Dataset entries
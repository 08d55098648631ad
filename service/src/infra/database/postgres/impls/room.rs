//! [`Room`]-related [`Database`] implementations.

use std::collections::HashMap;

use common::{
    operations::{By, Lock, Select},
    Money,
};
use itertools::Itertools as _;
use tokio_postgres::Row;
use tracerr::Traced;

use crate::{
    domain::{amenity, booking, room, Amenity, Room, RoomType},
    infra::{
        database::{self, postgres::Connection, Postgres},
        Database,
    },
    read,
};

use super::room_columns;

/// Maps the `r_`- and `rt_`-prefixed columns of the provided [`Row`] into a
/// [`Room`] and its [`RoomType`].
pub(super) fn room_from(row: &Row) -> (Room, RoomType) {
    (
        Room {
            id: row.get("r_id"),
            hotel_id: row.get("r_hotel_id"),
            type_id: row.get("r_type_id"),
            number: row.get("r_number"),
            floor: row.get("r_floor"),
            is_available: row.get("r_is_available"),
            amenities: row.get("r_amenities"),
        },
        RoomType {
            id: row.get("rt_id"),
            name: row.get("rt_name"),
            description: row.get("rt_description"),
            base_price: Money::new(
                row.get("rt_base_price"),
                row.get("rt_currency"),
            ),
            capacity: row.get("rt_capacity"),
        },
    )
}

/// Builds [`read::room::Details`] out of the provided [`Room`] `rows`,
/// loading their [`Amenity`]s.
pub(super) async fn details_from<C: Connection>(
    conn: &C,
    rows: Vec<Row>,
) -> Result<Vec<read::room::Details>, Traced<database::Error>> {
    let rooms = rows.iter().map(room_from).collect::<Vec<_>>();
    let ids = rooms
        .iter()
        .flat_map(|(r, _)| r.amenities.iter().copied())
        .unique()
        .collect::<Vec<amenity::Id>>();

    let mut amenities = HashMap::new();
    if !ids.is_empty() {
        const SQL: &str = "\
            SELECT id, name, description \
            FROM amenities \
            WHERE id = ANY($1::UUID[])";
        amenities = conn
            .query(SQL, &[&ids])
            .await
            .map_err(tracerr::wrap!())?
            .into_iter()
            .map(|row| {
                let id = row.get("id");
                (
                    id,
                    Amenity {
                        id,
                        name: row.get("name"),
                        description: row.get("description"),
                    },
                )
            })
            .collect::<HashMap<amenity::Id, Amenity>>();
    }

    Ok(rooms
        .into_iter()
        .map(|(room, room_type)| read::room::Details {
            amenities: room
                .amenities
                .iter()
                .filter_map(|id| amenities.get(id).cloned())
                .collect(),
            room,
            room_type,
        })
        .collect())
}

impl<C> Database<Select<By<Option<read::room::Details>, room::Id>>>
    for Postgres<C>
where
    C: Connection,
{
    type Ok = Option<read::room::Details>;
    type Err = Traced<database::Error>;

    async fn execute(
        &self,
        Select(by): Select<By<Option<read::room::Details>, room::Id>>,
    ) -> Result<Self::Ok, Self::Err> {
        let id = by.into_inner();

        const SQL: &str = concat!(
            "SELECT ",
            room_columns!(),
            " FROM rooms r \
             INNER JOIN room_types rt ON rt.id = r.type_id \
             WHERE r.id = $1::UUID",
        );
        let rows = self
            .query(SQL, &[&id])
            .await
            .map_err(tracerr::wrap!())?;
        Ok(details_from(&**self, rows)
            .await
            .map_err(tracerr::wrap!())?
            .pop())
    }
}

impl<C> Database<Select<By<Vec<read::room::Details>, read::room::list::Filter>>>
    for Postgres<C>
where
    C: Connection,
{
    type Ok = Vec<read::room::Details>;
    type Err = Traced<database::Error>;

    async fn execute(
        &self,
        Select(by): Select<
            By<Vec<read::room::Details>, read::room::list::Filter>,
        >,
    ) -> Result<Self::Ok, Self::Err> {
        let read::room::list::Filter {
            hotel_id,
            available_for,
            guests,
        } = by.into_inner();
        let check_in = available_for.map(|s| s.check_in());
        let check_out = available_for.map(|s| s.check_out());

        const SQL: &str = concat!(
            "SELECT ",
            room_columns!(),
            " FROM rooms r \
             INNER JOIN room_types rt ON rt.id = r.type_id \
             WHERE ($1::UUID IS NULL OR r.hotel_id = $1::UUID) \
                   AND ($2::DATE IS NULL OR (\
                        r.is_available AND NOT EXISTS (\
                            SELECT 1 FROM bookings b \
                            WHERE b.room_id = r.id \
                                  AND b.status <> $4::INT2 \
                                  AND b.check_in < $3::DATE \
                                  AND b.check_out > $2::DATE\
                        )\
                   )) \
                   AND ($5::INT2 IS NULL OR rt.capacity >= $5::INT2) \
             ORDER BY r.number ASC, r.id ASC",
        );
        let rows = self
            .query(
                SQL,
                &[
                    &hotel_id,
                    &check_in,
                    &check_out,
                    &booking::Status::Cancelled,
                    &guests,
                ],
            )
            .await
            .map_err(tracerr::wrap!())?;
        details_from(&**self, rows).await.map_err(tracerr::wrap!())
    }
}

impl<C> Database<Select<By<read::room::IsAvailable, read::room::Availability>>>
    for Postgres<C>
where
    C: Connection,
{
    type Ok = read::room::IsAvailable;
    type Err = Traced<database::Error>;

    async fn execute(
        &self,
        Select(by): Select<
            By<read::room::IsAvailable, read::room::Availability>,
        >,
    ) -> Result<Self::Ok, Self::Err> {
        let read::room::Availability { room_id, stay } = by.into_inner();

        const SQL: &str = "\
            SELECT NOT EXISTS (\
                SELECT 1 FROM bookings \
                WHERE room_id = $1::UUID \
                      AND status <> $2::INT2 \
                      AND check_in < $4::DATE \
                      AND check_out > $3::DATE\
            ) AS available";
        Ok(read::room::IsAvailable(
            self.query_opt(
                SQL,
                &[
                    &room_id,
                    &booking::Status::Cancelled,
                    &stay.check_in(),
                    &stay.check_out(),
                ],
            )
            .await
            .map_err(tracerr::wrap!())?
            .is_some_and(|row| row.get("available")),
        ))
    }
}

impl<C> Database<Lock<By<Room, room::Id>>> for Postgres<C>
where
    C: Connection,
{
    type Ok = ();
    type Err = Traced<database::Error>;

    async fn execute(
        &self,
        Lock(by): Lock<By<Room, room::Id>>,
    ) -> Result<Self::Ok, Self::Err> {
        let id = by.into_inner();

        const SQL: &str = "\
            SELECT id \
            FROM rooms \
            WHERE id = $1::UUID \
            FOR UPDATE";
        self.query(SQL, &[&id])
            .await
            .map_err(tracerr::wrap!())
            .map(drop)
    }
}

Brief:
Output every line above without altering anything.

Response to this exercise:
repository 08d55098648631ad
filename service/src/infra/database/postgres/impls/room.rs
//! [`Room`]-related [`Database`] implementations.

use std::collections::HashMap;

use common::{
    operations::{By, Lock, Select},
    Money,
};
use itertools::Itertools as _;
use tokio_postgres::Row;
use tracerr::Traced;

use crate::{
    domain::{amenity, booking, room, Amenity, Room, RoomType},
    infra::{
        database::{self, postgres::Connection, Postgres},
        Database,
    },
    read,
};

use super::room_columns;

/// Maps the `r_`- and `rt_`-prefixed columns of the provided [`Row`] into a
/// [`Room`] and its [`RoomType`].
pub(super) fn room_from(row: &Row) -> (Room, RoomType) {
    (
        Room {
            id: row.get("r_id"),
            hotel_id: row.get("r_hotel_id"),
            type_id: row.get("r_type_id"),
            number: row.get("r_number"),
            floor: row.get("r_floor"),
            is_available: row.get("r_is_available"),
            amenities: row.get("r_amenities"),
        },
        RoomType {
            id: row.get("rt_id"),
            name: row.get("rt_name"),
            description: row.get("rt_description"),
            base_price: Money::new(
                row.get("rt_base_price"),
                row.get("rt_currency"),
            ),
            capacity: row.get("rt_capacity"),
        },
    )
}

/// Builds [`read::room::Details`] out of the provided [`Room`] `rows`,
/// loading their [`Amenity`]s.
pub(super) async fn details_from<C: Connection>(
    conn: &C,
    rows: Vec<Row>,
) -> Result<Vec<read::room::Details>, Traced<database::Error>> {
    let rooms = rows.iter().map(room_from).collect::<Vec<_>>();
    let ids = rooms
        .iter()
        .flat_map(|(r, _)| r.amenities.iter().copied())
        .unique()
        .collect::<Vec<amenity::Id>>();

    let mut amenities = HashMap::new();
    if !ids.is_empty() {
        const SQL: &str = "\
            SELECT id, name, description \
            FROM amenities \
            WHERE id = ANY($1::UUID[])";
        amenities = conn
            .query(SQL, &[&ids])
            .await
            .map_err(tracerr::wrap!())?
            .into_iter()
            .map(|row| {
                let id = row.get("id");
                (
                    id,
                    Amenity {
                        id,
                        name: row.get("name"),
                        description: row.get("description"),
                    },
                )
            })
            .collect::<HashMap<amenity::Id, Amenity>>();
    }

    Ok(rooms
        .into_iter()
        .map(|(room, room_type)| read::room::Details {
            amenities: room
                .amenities
                .iter()
                .filter_map(|id| amenities.get(id).cloned())
                .collect(),
            room,
            room_type,
        })
        .collect())
}

impl<C> Database<Select<By<Option<read::room::Details>, room::Id>>>
    for Postgres<C>
where
    C: Connection,
{
    type Ok = Option<read::room::Details>;
    type Err = Traced<database::Error>;

    async fn execute(
        &self,
        Select(by): Select<By<Option<read::room::Details>, room::Id>>,
    ) -> Result<Self::Ok, Self::Err> {
        let id = by.into_inner();

        const SQL: &str = concat!(
            "SELECT ",
            room_columns!(),
            " FROM rooms r \
             INNER JOIN room_types rt ON rt.id = r.type_id \
             WHERE r.id = $1::UUID",
        );
        let rows = self
            .query(SQL, &[&id])
            .await
            .map_err(tracerr::wrap!())?;
        Ok(details_from(&**self, rows)
            .await
            .map_err(tracerr::wrap!())?
            .pop())
    }
}

impl<C> Database<Select<By<Vec<read::room::Details>, read::room::list::Filter>>>
    for Postgres<C>
where
    C: Connection,
{
    type Ok = Vec<read::room::Details>;
    type Err = Traced<database::Error>;

    async fn execute(
        &self,
        Select(by): Select<
            By<Vec<read::room::Details>, read::room::list::Filter>,
        >,
    ) -> Result<Self::Ok, Self::Err> {
        let read::room::list::Filter {
            hotel_id,
            available_for,
            guests,
        } = by.into_inner();
        let check_in = available_for.map(|s| s.check_in());
        let check_out = available_for.map(|s| s.check_out());

        const SQL: &str = concat!(
            "SELECT ",
            room_columns!(),
            " FROM rooms r \
             INNER JOIN room_types rt ON rt.id = r.type_id \
             WHERE ($1::UUID IS NULL OR r.hotel_id = $1::UUID) \
                   AND ($2::DATE IS NULL OR (\
                        r.is_available AND NOT EXISTS (\
                            SELECT 1 FROM bookings b \
                            WHERE b.room_id = r.id \
                                  AND b.status <> $4::INT2 \
                                  AND b.check_in < $3::DATE \
                                  AND b.check_out > $2::DATE\
                        )\
                   )) \
                   AND ($5::INT2 IS NULL OR rt.capacity >= $5::INT2) \
             ORDER BY r.number ASC, r.id ASC",
        );
        let rows = self
            .query(
                SQL,
                &[
                    &hotel_id,
                    &check_in,
                    &check_out,
                    &booking::Status::Cancelled,
                    &guests,
                ],
            )
            .await
            .map_err(tracerr::wrap!())?;
        details_from(&**self, rows).await.map_err(tracerr::wrap!())
    }
}

impl<C> Database<Select<By<read::room::IsAvailable, read::room::Availability>>>
    for Postgres<C>
where
    C: Connection,
{
    type Ok = read::room::IsAvailable;
    type Err = Traced<database::Error>;

    async fn execute(
        &self,
        Select(by): Select<
            By<read::room::IsAvailable, read::room::Availability>,
        >,
    ) -> Result<Self::Ok, Self::Err> {
        let read::room::Availability { room_id, stay } = by.into_inner();

        const SQL: &str = "\
            SELECT NOT EXISTS (\
                SELECT 1 FROM bookings \
                WHERE room_id = $1::UUID \
                      AND status <> $2::INT2 \
                      AND check_in < $4::DATE \
                      AND check_out > $3::DATE\
            ) AS available";
        Ok(read::room::IsAvailable(
            self.query_opt(
                SQL,
                &[
                    &room_id,
                    &booking::Status::Cancelled,
                    &stay.check_in(),
                    &stay.check_out(),
                ],
            )
            .await
            .map_err(tracerr::wrap!())?
            .is_some_and(|row| row.get("available")),
        ))
    }
}

impl<C> Database<Lock<By<Room, room::Id>>> for Postgres<C>
where
    C: Connection,
{
    type Ok = ();
    type Err = Traced<database::Error>;

    async fn execute(
        &self,
        Lock(by): Lock<By<Room, room::Id>>,
    ) -> Result<Self::Ok, Self::Err> {
        let id = by.into_inner();

        const SQL: &str = "\
            SELECT id \
            FROM rooms \
            WHERE id = $1::UUID \
            FOR UPDATE";
        self.query(SQL, &[&id])
            .await
            .map_err(tracerr::wrap!())
            .map(drop)
    }
}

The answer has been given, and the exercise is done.